Goal of the exercise: Check the material that follows and say how many lines include the string "protocol", giving the number alone.

Supplied data:

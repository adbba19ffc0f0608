//! Shared protocol types for communication between the sheetlink client
//! and the Windows COM bridge process.
//!
//! The protocol is JSON-over-stdio: one JSON object per line in each direction.
//! The bridge does not know anything about spreadsheets; it relays late-bound
//! `IDispatch` property gets, property puts and method calls against remote
//! objects identified by numeric handles.

use serde::{Deserialize, Serialize};

/// A command sent from the client to the bridge process.
#[derive(Debug, Clone, PartialEq, Serialize, Deserialize)]
pub struct Request {
    /// Monotonically increasing request ID for correlating responses.
    pub id: u64,
    /// The command to execute.
    #[serde(flatten)]
    pub command: Command,
}

/// Commands the client can send to the bridge.
#[derive(Debug, Clone, PartialEq, Serialize, Deserialize)]
#[serde(tag = "cmd", content = "params", rename_all = "snake_case")]
pub enum Command {
    /// Initialize COM (single-threaded apartment).
    Init,

    /// Attach to the running instance registered for `prog_id`.
    /// Returns [`ResponseData::Application`].
    AttachApplication { prog_id: String },

    /// Start a new instance of `prog_id`. Returns [`ResponseData::Application`].
    LaunchApplication { prog_id: String },

    /// `target.name(args...)` as a property read. Returns [`ResponseData::Value`].
    GetProperty {
        target: u64,
        name: String,
        #[serde(default, skip_serializing_if = "Vec::is_empty")]
        args: Vec<Variant>,
    },

    /// `target.name(args...) = value`.
    SetProperty {
        target: u64,
        name: String,
        #[serde(default, skip_serializing_if = "Vec::is_empty")]
        args: Vec<Variant>,
        value: Variant,
    },

    /// `target.name(args...)` as a method call. Returns [`ResponseData::Value`].
    CallMethod {
        target: u64,
        name: String,
        #[serde(default, skip_serializing_if = "Vec::is_empty")]
        args: Vec<Variant>,
    },

    /// Drop the bridge's reference to a remote object.
    Release { handle: u64 },

    /// Read the bitmap currently on the clipboard. Returns [`ResponseData::Image`].
    CaptureClipboardImage,

    /// Release every handle, quit a launched application and uninitialize COM.
    Shutdown,
}

/// A COM `VARIANT` as it crosses the wire.
///
/// Objects never cross the wire themselves; the bridge keeps them in a
/// handle table and sends the handle instead.
#[derive(Debug, Clone, PartialEq, Default, Serialize, Deserialize)]
#[serde(tag = "type", content = "value", rename_all = "snake_case")]
pub enum Variant {
    #[default]
    Empty,
    Null,
    Bool(bool),
    Int(i32),
    Number(f64),
    String(String),
    /// Handle of a remote object.
    Object(u64),
    /// `VT_ERROR` with its `SCODE` (cell errors such as `#N/A` arrive this way).
    Error(i32),
    /// An omitted optional argument.
    Missing,
}

impl Variant {
    pub fn is_empty(&self) -> bool {
        matches!(self, Variant::Empty | Variant::Null)
    }

    pub fn as_bool(&self) -> Option<bool> {
        match self {
            Variant::Bool(b) => Some(*b),
            Variant::Int(i) => Some(*i != 0),
            _ => None,
        }
    }

    /// Numeric value of `Int` and `Number`.
    pub fn as_f64(&self) -> Option<f64> {
        match self {
            Variant::Int(i) => Some(*i as f64),
            Variant::Number(n) => Some(*n),
            _ => None,
        }
    }

    /// Integer value of `Int`, or of a `Number` without a fractional part.
    pub fn as_i64(&self) -> Option<i64> {
        match self {
            Variant::Int(i) => Some(*i as i64),
            Variant::Number(n) if n.fract() == 0.0 => Some(*n as i64),
            _ => None,
        }
    }

    pub fn as_str(&self) -> Option<&str> {
        match self {
            Variant::String(s) => Some(s),
            _ => None,
        }
    }

    pub fn as_object(&self) -> Option<u64> {
        match self {
            Variant::Object(h) => Some(*h),
            _ => None,
        }
    }
}

/// A response sent from the bridge back to the client.
#[derive(Debug, Clone, PartialEq, Serialize, Deserialize)]
pub struct Response {
    /// The request ID this response corresponds to.
    pub id: u64,
    /// The result of the command.
    #[serde(flatten)]
    pub result: ResponseResult,
}

impl Response {
    pub fn ok(id: u64, data: Option<ResponseData>) -> Self {
        Self {
            id,
            result: ResponseResult::Ok { data },
        }
    }

    pub fn error(id: u64, message: impl Into<String>) -> Self {
        Self {
            id,
            result: ResponseResult::Error {
                message: message.into(),
            },
        }
    }
}

#[derive(Debug, Clone, PartialEq, Serialize, Deserialize)]
#[serde(tag = "status")]
pub enum ResponseResult {
    #[serde(rename = "ok")]
    Ok {
        #[serde(default, skip_serializing_if = "Option::is_none")]
        data: Option<ResponseData>,
    },
    #[serde(rename = "error")]
    Error { message: String },
}

/// Data returned in successful responses.
#[derive(Debug, Clone, PartialEq, Serialize, Deserialize)]
#[serde(untagged)]
pub enum ResponseData {
    /// Handle of the application object, and whether the bridge started it.
    Application { handle: u64, launched: bool },
    /// Result of a property read or method call.
    Value { value: Variant },
    /// Clipboard bitmap as a base64-encoded BMP file.
    Image { bmp_base64: String },
}

impl From<bool> for Variant {
    fn from(b: bool) -> Self {
        Variant::Bool(b)
    }
}

impl From<i32> for Variant {
    fn from(n: i32) -> Self {
        Variant::Int(n)
    }
}

impl From<f64> for Variant {
    fn from(n: f64) -> Self {
        Variant::Number(n)
    }
}

impl From<&str> for Variant {
    fn from(s: &str) -> Self {
        Variant::String(s.to_string())
    }
}

impl From<String> for Variant {
    fn from(s: String) -> Self {
        Variant::String(s)
    }
}

impl std::fmt::Display for Variant {
    fn fmt(&self, f: &mut std::fmt::Formatter<'_>) -> std::fmt::Result {
        match self {
            Variant::Empty | Variant::Null | Variant::Missing => Ok(()),
            Variant::Bool(b) => write!(f, "{}", if *b { "TRUE" } else { "FALSE" }),
            Variant::Int(i) => write!(f, "{i}"),
            Variant::Number(n) => write!(f, "{n}"),
            Variant::String(s) => write!(f, "{s}"),
            Variant::Object(h) => write!(f, "<object {h}>"),
            Variant::Error(code) => write!(f, "#ERR({code})"),
        }
    }
}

Your response: 2